━━━ Records supplied

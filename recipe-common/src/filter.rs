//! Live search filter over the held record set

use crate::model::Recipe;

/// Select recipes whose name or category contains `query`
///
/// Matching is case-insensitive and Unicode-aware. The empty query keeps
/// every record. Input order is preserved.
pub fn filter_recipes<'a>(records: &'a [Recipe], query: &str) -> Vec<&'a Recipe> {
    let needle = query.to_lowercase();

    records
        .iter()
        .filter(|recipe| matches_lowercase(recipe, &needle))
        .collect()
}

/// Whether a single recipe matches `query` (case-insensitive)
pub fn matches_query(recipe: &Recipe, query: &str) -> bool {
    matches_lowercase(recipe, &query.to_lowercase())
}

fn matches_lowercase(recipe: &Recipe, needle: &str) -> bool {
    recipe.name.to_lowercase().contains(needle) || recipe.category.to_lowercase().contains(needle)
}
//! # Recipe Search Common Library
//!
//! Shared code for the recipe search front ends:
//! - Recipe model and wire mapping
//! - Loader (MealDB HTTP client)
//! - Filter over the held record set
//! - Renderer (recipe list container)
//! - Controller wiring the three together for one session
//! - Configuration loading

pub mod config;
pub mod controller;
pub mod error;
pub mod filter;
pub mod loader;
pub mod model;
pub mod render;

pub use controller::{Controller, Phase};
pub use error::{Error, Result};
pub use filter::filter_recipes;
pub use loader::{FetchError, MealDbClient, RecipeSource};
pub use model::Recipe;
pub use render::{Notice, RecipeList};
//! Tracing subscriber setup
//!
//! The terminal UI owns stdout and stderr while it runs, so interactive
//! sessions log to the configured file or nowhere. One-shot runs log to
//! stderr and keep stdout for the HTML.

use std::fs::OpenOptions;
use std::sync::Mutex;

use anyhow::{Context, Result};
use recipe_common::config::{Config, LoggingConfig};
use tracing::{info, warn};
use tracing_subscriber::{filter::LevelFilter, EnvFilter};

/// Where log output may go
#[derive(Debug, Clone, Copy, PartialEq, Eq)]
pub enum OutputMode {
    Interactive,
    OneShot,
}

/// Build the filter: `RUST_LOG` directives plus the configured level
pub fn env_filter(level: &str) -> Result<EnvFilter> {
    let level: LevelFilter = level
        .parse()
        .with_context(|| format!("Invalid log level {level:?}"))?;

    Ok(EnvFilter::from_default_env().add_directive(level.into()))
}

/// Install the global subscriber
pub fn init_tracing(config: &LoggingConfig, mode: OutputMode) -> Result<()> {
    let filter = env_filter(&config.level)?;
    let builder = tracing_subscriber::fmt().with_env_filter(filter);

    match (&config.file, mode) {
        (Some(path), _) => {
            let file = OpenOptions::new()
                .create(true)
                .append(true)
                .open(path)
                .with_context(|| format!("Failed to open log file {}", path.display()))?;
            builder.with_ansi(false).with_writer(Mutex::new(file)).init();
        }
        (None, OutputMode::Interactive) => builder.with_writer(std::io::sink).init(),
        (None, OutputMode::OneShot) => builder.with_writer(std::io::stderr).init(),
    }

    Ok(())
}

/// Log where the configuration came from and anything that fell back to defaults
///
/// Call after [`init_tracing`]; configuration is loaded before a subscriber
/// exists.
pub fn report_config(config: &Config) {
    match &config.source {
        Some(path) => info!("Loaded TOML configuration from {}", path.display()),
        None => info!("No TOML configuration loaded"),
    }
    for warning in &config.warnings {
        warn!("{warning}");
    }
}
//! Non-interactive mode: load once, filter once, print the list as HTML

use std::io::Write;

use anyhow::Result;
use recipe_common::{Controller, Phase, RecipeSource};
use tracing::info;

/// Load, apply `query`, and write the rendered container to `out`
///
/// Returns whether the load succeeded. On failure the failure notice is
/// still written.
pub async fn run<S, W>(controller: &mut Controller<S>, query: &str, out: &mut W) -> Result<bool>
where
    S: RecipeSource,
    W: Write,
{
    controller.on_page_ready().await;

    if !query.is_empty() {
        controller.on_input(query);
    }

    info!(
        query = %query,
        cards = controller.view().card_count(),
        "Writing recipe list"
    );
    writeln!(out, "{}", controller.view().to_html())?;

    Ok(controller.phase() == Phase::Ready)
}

━━━━━━

What to produce: Output exactly the lines of the records from the first through the one bearing "and wire mapping", both ends included.

Written answer:
filename recipe-common/src/filter.rs
//! Live search filter over the held record set

use crate::model::Recipe;

/// Select recipes whose name or category contains `query`
///
/// Matching is case-insensitive and Unicode-aware. The empty query keeps
/// every record. Input order is preserved.
pub fn filter_recipes<'a>(records: &'a [Recipe], query: &str) -> Vec<&'a Recipe> {
    let needle = query.to_lowercase();

    records
        .iter()
        .filter(|recipe| matches_lowercase(recipe, &needle))
        .collect()
}

/// Whether a single recipe matches `query` (case-insensitive)
pub fn matches_query(recipe: &Recipe, query: &str) -> bool {
    matches_lowercase(recipe, &query.to_lowercase())
}

fn matches_lowercase(recipe: &Recipe, needle: &str) -> bool {
    recipe.name.to_lowercase().contains(needle) || recipe.category.to_lowercase().contains(needle)
}
//! # Recipe Search Common Library
//!
//! Shared code for the recipe search front ends:
//! - Recipe model and wire mapping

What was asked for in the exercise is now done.